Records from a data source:
=== Begin Enclosure ===

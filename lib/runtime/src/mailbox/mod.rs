// SPDX-FileCopyrightText: Copyright (c) 2024-2026 NVIDIA CORPORATION & AFFILIATES. All rights reserved.
// SPDX-License-Identifier: Apache-2.0

//! Named receive endpoints.
//!
//! A [`Mailbox`] is a name registered in the registry, bound to this peer's
//! mailbox server, with a bounded inbound queue drained by exactly one
//! consumer. Each inbound [`Request`] must be completed exactly once with
//! `respond`, `ack`, or `fail`.
//!
//! Closing a mailbox deregisters its name. That holds for the implicit path
//! too: dropping a mailbox without calling [`Mailbox::close`] unbinds it
//! from the server immediately and deregisters the name on a background
//! task, so an actor that exits or restarts never leaves its name behind.

pub mod codec;

use std::any::Any;
use std::sync::Arc;
use std::time::Instant;

use bytes::{Bytes, BytesMut};
use parking_lot::Mutex;
use tokio::sync::mpsc;

use crate::registry::{Directory, RegistryError};
use crate::transport::{
    FrameCodec, FrameType, MailboxServer, ResponseEnvelope, ResponseStatus, TransportError, ACK,
};

pub use codec::register_message;

/// A unit of work delivered to a mailbox. Carries the decoded message, the
/// caller's deadline, and a one-shot reply slot.
pub struct Request {
    msg: Box<dyn Any + Send + Sync>,
    type_name: String,
    deadline: Option<Instant>,
    reply: Mutex<Option<ReplyHandle>>,
}

pub(crate) struct ReplyHandle {
    pub(crate) id: u64,
    pub(crate) writer: mpsc::Sender<Bytes>,
}

impl Request {
    pub(crate) fn new(
        msg: Box<dyn Any + Send + Sync>,
        type_name: String,
        deadline: Option<Instant>,
        reply: ReplyHandle,
    ) -> Request {
        Request {
            msg,
            type_name,
            deadline,
            reply: Mutex::new(Some(reply)),
        }
    }

    /// The decoded message. Branch on [`Request::type_name`] or downcast.
    pub fn msg(&self) -> &(dyn Any + Send + Sync) {
        self.msg.as_ref()
    }

    /// Downcast the message to a concrete registered type.
    pub fn msg_as<T: 'static>(&self) -> Option<&T> {
        self.msg.downcast_ref::<T>()
    }

    /// Wire name of the message type.
    pub fn type_name(&self) -> &str {
        &self.type_name
    }

    /// The caller's deadline, if it sent one.
    pub fn deadline(&self) -> Option<Instant> {
        self.deadline
    }

    /// Complete with a typed response. The first completion wins; later
    /// calls return `AlreadyResponded`. Serialization happens here, in the
    /// responder's context, so codec errors surface synchronously.
    pub async fn respond<T: serde::Serialize + 'static>(
        &self,
        msg: &T,
    ) -> Result<(), TransportError> {
        let handle = self.take_reply()?;
        let (type_name, payload) = codec::encode_message(msg)?;
        self.send_response(
            handle,
            ResponseEnvelope {
                id: 0, // overwritten below
                status: ResponseStatus::Ok,
                type_name: Some(type_name),
                error: None,
            },
            &payload,
        )
        .await
    }

    /// Complete with an ack: success, no response body.
    pub async fn ack(&self) -> Result<(), TransportError> {
        let handle = self.take_reply()?;
        self.send_response(
            handle,
            ResponseEnvelope {
                id: 0,
                status: ResponseStatus::Ack,
                type_name: Some(ACK.to_string()),
                error: None,
            },
            &[],
        )
        .await
    }

    /// Complete with a remote failure delivered to the caller as an error,
    /// not a payload.
    pub async fn fail(&self, msg: impl Into<String>) -> Result<(), TransportError> {
        let handle = self.take_reply()?;
        self.send_response(
            handle,
            ResponseEnvelope {
                id: 0,
                status: ResponseStatus::Error,
                type_name: None,
                error: Some(msg.into()),
            },
            &[],
        )
        .await
    }

    fn take_reply(&self) -> Result<ReplyHandle, TransportError> {
        self.reply
            .lock()
            .take()
            .ok_or(TransportError::AlreadyResponded)
    }

    async fn send_response(
        &self,
        handle: ReplyHandle,
        mut envelope: ResponseEnvelope,
        payload: &[u8],
    ) -> Result<(), TransportError> {
        // A response after the caller's deadline is dropped; the caller has
        // already unblocked.
        if let Some(deadline) = self.deadline {
            if Instant::now() > deadline {
                tracing::debug!(id = handle.id, "dropping response past deadline");
                return Ok(());
            }
        }

        envelope.id = handle.id;
        let header = serde_json::to_vec(&envelope)?;
        let mut buf = BytesMut::new();
        FrameCodec::encode_frame(&mut buf, FrameType::Response, &header, payload)?;

        handle
            .writer
            .send(buf.freeze())
            .await
            .map_err(|_| TransportError::Disconnected)
    }
}

/// A named receive endpoint on this peer.
pub struct Mailbox {
    name: String,
    capacity: usize,
    rx: mpsc::Receiver<Request>,
    directory: Arc<dyn Directory>,
    server: MailboxServer,
    closed: bool,
}

impl std::fmt::Debug for Mailbox {
    fn fmt(&self, f: &mut std::fmt::Formatter<'_>) -> std::fmt::Result {
        f.debug_struct("Mailbox")
            .field("name", &self.name)
            .field("capacity", &self.capacity)
            .field("closed", &self.closed)
            .finish()
    }
}

impl Mailbox {
    /// Register `name` cluster-wide and bind it to this peer's server.
    /// Duplicate names fail with `AlreadyRegistered`.
    pub async fn new(
        directory: Arc<dyn Directory>,
        server: &MailboxServer,
        name: impl Into<String>,
        capacity: usize,
    ) -> Result<Mailbox, TransportError> {
        let name = name.into();

        directory.register(name.as_str()).await?;

        let (tx, rx) = mpsc::channel(capacity);
        if let Err(e) = server.bind_mailbox(&name, tx) {
            // Roll the registration back so the name is not orphaned.
            let _ = directory.deregister(name.as_str()).await;
            return Err(e);
        }

        Ok(Mailbox {
            name,
            capacity,
            rx,
            directory,
            server: server.clone(),
            closed: false,
        })
    }

    pub fn name(&self) -> &str {
        &self.name
    }

    /// Receive the next request. Returns `None` once the mailbox is closed
    /// and drained.
    pub async fn recv(&mut self) -> Option<Request> {
        self.rx.recv().await
    }

    /// Number of requests currently queued.
    pub fn len(&self) -> usize {
        self.rx.len()
    }

    pub fn is_empty(&self) -> bool {
        self.rx.is_empty()
    }

    pub fn capacity(&self) -> usize {
        self.capacity
    }

    /// Deregister the name and stop accepting requests. In-flight senders
    /// see `MailboxClosed`.
    pub async fn close(mut self) -> Result<(), TransportError> {
        self.closed = true;
        self.server.unbind_mailbox(&self.name);
        match self.directory.deregister(self.name.as_str()).await {
            Ok(()) | Err(RegistryError::NotFound) => Ok(()),
            Err(e) => Err(e.into()),
        }
    }
}

impl Drop for Mailbox {
    fn drop(&mut self) {
        if self.closed {
            return;
        }

        // An actor that panics, finishes, or is descheduled drops its
        // mailbox without calling close(). Stop the server routing to the
        // name immediately and deregister it in the background rather than
        // leaving the entry routable until the lease expires.
        self.server.unbind_mailbox(&self.name);

        let directory = self.directory.clone();
        let name = std::mem::take(&mut self.name);
        match tokio::runtime::Handle::try_current() {
            Ok(handle) => {
                handle.spawn(async move {
                    match directory.deregister(&name).await {
                        Ok(()) | Err(RegistryError::NotFound) => {}
                        Err(e) => {
                            tracing::warn!(mailbox = %name, error = %e, "drop deregister failed")
                        }
                    }
                });
            }
            Err(_) => {
                // No runtime to run the deregistration on; lease expiry
                // reclaims the name.
                tracing::warn!(mailbox = %name, "dropped outside a runtime, name expires with lease");
            }
        }
    }
}

#[cfg(test)]
mod tests {
    use super::*;

    fn test_request(writer: mpsc::Sender<Bytes>) -> Request {
        Request::new(
            Box::new(42u64),
            "TestU64".to_string(),
            None,
            ReplyHandle { id: 1, writer },
        )
    }

    #[tokio::test]
    async fn test_ack_then_respond_is_already_responded() {
        let (tx, mut rx) = mpsc::channel(4);
        let req = test_request(tx);

        req.ack().await.unwrap();
        let err = req.ack().await.unwrap_err();
        assert!(matches!(err, TransportError::AlreadyResponded));

        // Exactly one frame went out.
        let frame = rx.recv().await.unwrap();
        assert!(!frame.is_empty());
        assert!(rx.try_recv().is_err());
    }

    #[tokio::test]
    async fn test_fail_wins_only_once() {
        let (tx, _rx) = mpsc::channel(4);
        let req = test_request(tx);

        req.fail("boom").await.unwrap();
        let err = req.fail("boom again").await.unwrap_err();
        assert!(matches!(err, TransportError::AlreadyResponded));
    }

    #[tokio::test]
    async fn test_respond_past_deadline_silently_drops() {
        let (tx, mut rx) = mpsc::channel(4);
        let req = Request::new(
            Box::new(1u64),
            "TestU64".to_string(),
            Some(Instant::now() - std::time::Duration::from_secs(1)),
            ReplyHandle { id: 9, writer: tx },
        );

        req.ack().await.unwrap();
        assert!(rx.try_recv().is_err());
    }

    #[tokio::test]
    async fn test_msg_downcast() {
        let (tx, _rx) = mpsc::channel(1);
        let req = test_request(tx);
        assert_eq!(req.msg_as::<u64>(), Some(&42));
        assert_eq!(req.type_name(), "TestU64");
        assert!(req.msg_as::<String>().is_none());
    }
}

=== End Enclosure ===

> _DIRECTIONS_
Work out how many lines of the entries include the word "Mutex", and respond with that number and nothing more.

> _OUTPUT OF THE EXERCISE_
3